= Robert Couturier (architect) =

French architect and decorator

Robert Couturier (born 1955) is a French architect and decorator best known for designing Cuixmala, formerly the estate of British-French billionaire Sir James Goldsmith.

==Biography==
Robert Couturier is a graduate of the École Camondo in Paris. He moved to New York in 1981. In 1987, Sir James Goldsmith commissioned Couturier to re-conceptualize his 30,000-acre nature reserve on the Pacific Coast of Mexico. Couturier went on to decorate Goldsmith's Boeing 757, his double-width Manhattan townhouse, and his historic French chateau.

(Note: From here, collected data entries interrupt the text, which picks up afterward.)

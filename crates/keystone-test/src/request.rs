//! Test request building.

use crate::error::TestError;
use bytes::Bytes;
use http::{header, HeaderMap, HeaderName, HeaderValue, Method, Uri};
use serde::Serialize;

/// A fully built request, ready to hand to an [`App`](keystone::App).
#[derive(Debug, Clone)]
pub struct TestRequest {
    /// HTTP method
    pub method: Method,
    /// Request URI
    pub uri: Uri,
    /// Request headers
    pub headers: HeaderMap,
    /// Request body
    pub body: Bytes,
}

impl TestRequest {
    /// Creates a new GET request.
    pub fn get(uri: impl AsRef<str>) -> TestRequestBuilder {
        TestRequestBuilder::new(Method::GET, uri)
    }

    /// Creates a new POST request.
    pub fn post(uri: impl AsRef<str>) -> TestRequestBuilder {
        TestRequestBuilder::new(Method::POST, uri)
    }

    /// Creates a new PUT request.
    pub fn put(uri: impl AsRef<str>) -> TestRequestBuilder {
        TestRequestBuilder::new(Method::PUT, uri)
    }

    /// Creates a new PATCH request.
    pub fn patch(uri: impl AsRef<str>) -> TestRequestBuilder {
        TestRequestBuilder::new(Method::PATCH, uri)
    }

    /// Creates a new DELETE request.
    pub fn delete(uri: impl AsRef<str>) -> TestRequestBuilder {
        TestRequestBuilder::new(Method::DELETE, uri)
    }

    /// Creates a new OPTIONS request.
    pub fn options(uri: impl AsRef<str>) -> TestRequestBuilder {
        TestRequestBuilder::new(Method::OPTIONS, uri)
    }

    /// Creates a new HEAD request.
    pub fn head(uri: impl AsRef<str>) -> TestRequestBuilder {
        TestRequestBuilder::new(Method::HEAD, uri)
    }

    /// Converts this request into the form [`App::handle`](keystone::App::handle) takes.
    pub fn into_http_request(self) -> http::Request<Bytes> {
        let mut request = http::Request::new(self.body);
        *request.method_mut() = self.method;
        *request.uri_mut() = self.uri;
        *request.headers_mut() = self.headers;
        request
    }
}

/// Builder for constructing test requests.
///
/// Invalid headers or bodies don't panic here; the first problem is kept
/// and reported by [`build`](Self::build).
#[must_use]
#[derive(Debug)]
pub struct TestRequestBuilder {
    method: Method,
    uri: String,
    headers: HeaderMap,
    cookies: Vec<String>,
    body: Option<Bytes>,
    error: Option<TestError>,
}

impl TestRequestBuilder {
    /// Creates a new request builder.
    pub fn new(method: Method, uri: impl AsRef<str>) -> Self {
        Self {
            method,
            uri: uri.as_ref().to_string(),
            headers: HeaderMap::new(),
            cookies: Vec::new(),
            body: None,
            error: None,
        }
    }

    /// Sets a header on the request.
    ///
    /// # Example
    ///
    /// ```
    /// use keystone_test::TestRequest;
    ///
    /// let request = TestRequest::get("/users")
    ///     .header("X-Request-ID", "12345")
    ///     .build()
    ///     .unwrap();
    /// assert_eq!(request.headers["x-request-id"], "12345");
    /// ```
    pub fn header(mut self, name: impl AsRef<str>, value: impl AsRef<str>) -> Self {
        let name = match HeaderName::try_from(name.as_ref()) {
            Ok(name) => name,
            Err(e) => return self.fail(TestError::InvalidHeader(e.to_string())),
        };
        let value = match HeaderValue::try_from(value.as_ref()) {
            Ok(value) => value,
            Err(e) => return self.fail(TestError::InvalidHeader(e.to_string())),
        };
        self.headers.insert(name, value);
        self
    }

    /// Sets a typed header on the request.
    pub fn header_typed(mut self, name: HeaderName, value: HeaderValue) -> Self {
        self.headers.insert(name, value);
        self
    }

    /// Sets the Content-Type header.
    pub fn content_type(self, content_type: impl AsRef<str>) -> Self {
        self.header(header::CONTENT_TYPE.as_str(), content_type)
    }

    /// Sets the Authorization header with a Bearer token.
    pub fn bearer_token(self, token: impl AsRef<str>) -> Self {
        self.header(header::AUTHORIZATION.as_str(), format!("Bearer {}", token.as_ref()))
    }

    /// Adds a cookie. All cookies are sent in one `Cookie` header.
    pub fn cookie(mut self, name: impl AsRef<str>, value: impl AsRef<str>) -> Self {
        self.cookies
            .push(format!("{}={}", name.as_ref(), value.as_ref()));
        self
    }

    /// Sets the raw request body.
    pub fn body(mut self, body: impl Into<Bytes>) -> Self {
        self.body = Some(body.into());
        self
    }

    /// Sets the request body as JSON.
    ///
    /// This also sets the `Content-Type` header to `application/json`.
    pub fn json<T: Serialize>(mut self, value: &T) -> Self {
        match serde_json::to_vec(value) {
            Ok(bytes) => {
                self.body = Some(Bytes::from(bytes));
                self.content_type("application/json")
            }
            Err(e) => self.fail(TestError::Json(e)),
        }
    }

    /// Sets the request body as form-urlencoded.
    pub fn form<T: Serialize>(mut self, value: &T) -> Self {
        match serde_urlencoded::to_string(value) {
            Ok(encoded) => {
                self.body = Some(Bytes::from(encoded));
                self.content_type("application/x-www-form-urlencoded")
            }
            Err(e) => self.fail(TestError::RequestBuild(e.to_string())),
        }
    }

    /// Appends `value` to the URI as a query string.
    pub fn query<T: Serialize>(mut self, value: &T) -> Self {
        match serde_urlencoded::to_string(value) {
            Ok(encoded) if encoded.is_empty() => self,
            Ok(encoded) => {
                let separator = if self.uri.contains('?') { '&' } else { '?' };
                self.uri.push(separator);
                self.uri.push_str(&encoded);
                self
            }
            Err(e) => self.fail(TestError::RequestBuild(e.to_string())),
        }
    }

    /// Builds the test request.
    pub fn build(mut self) -> Result<TestRequest, TestError> {
        if let Some(err) = self.error {
            return Err(err);
        }

        let uri: Uri = self
            .uri
            .parse()
            .map_err(|e| TestError::RequestBuild(format!("Invalid URI: {e}")))?;

        if !self.cookies.is_empty() {
            let joined = self.cookies.join("; ");
            let value = HeaderValue::try_from(joined)
                .map_err(|e| TestError::InvalidHeader(e.to_string()))?;
            self.headers.insert(header::COOKIE, value);
        }

        Ok(TestRequest {
            method: self.method,
            uri,
            headers: self.headers,
            body: self.body.unwrap_or_default(),
        })
    }

    fn fail(mut self, err: TestError) -> Self {
        self.error.get_or_insert(err);
        self
    }
}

Couturier has worked with clients such as Anne Hearst and Jay McInerney, Frederick Iseman, and Frédéric Fekkai. In June 2012, Elle Decor included Couturier in its "A-list Top 60 Designers", while the British magazine House and Garden named him one of the top 10 foreign decorators. He also collectects furniture and art including pieces by Ingrid Donat.

In October, 2014, he released the book, Robert Couturier: Designing Paradises. In 2021, Architectural Digest inducted Couturier into the AD100 Hall of Fame. He formerly lived in Connecticut with his partner Jeffrey Morgan and now lives in New York City.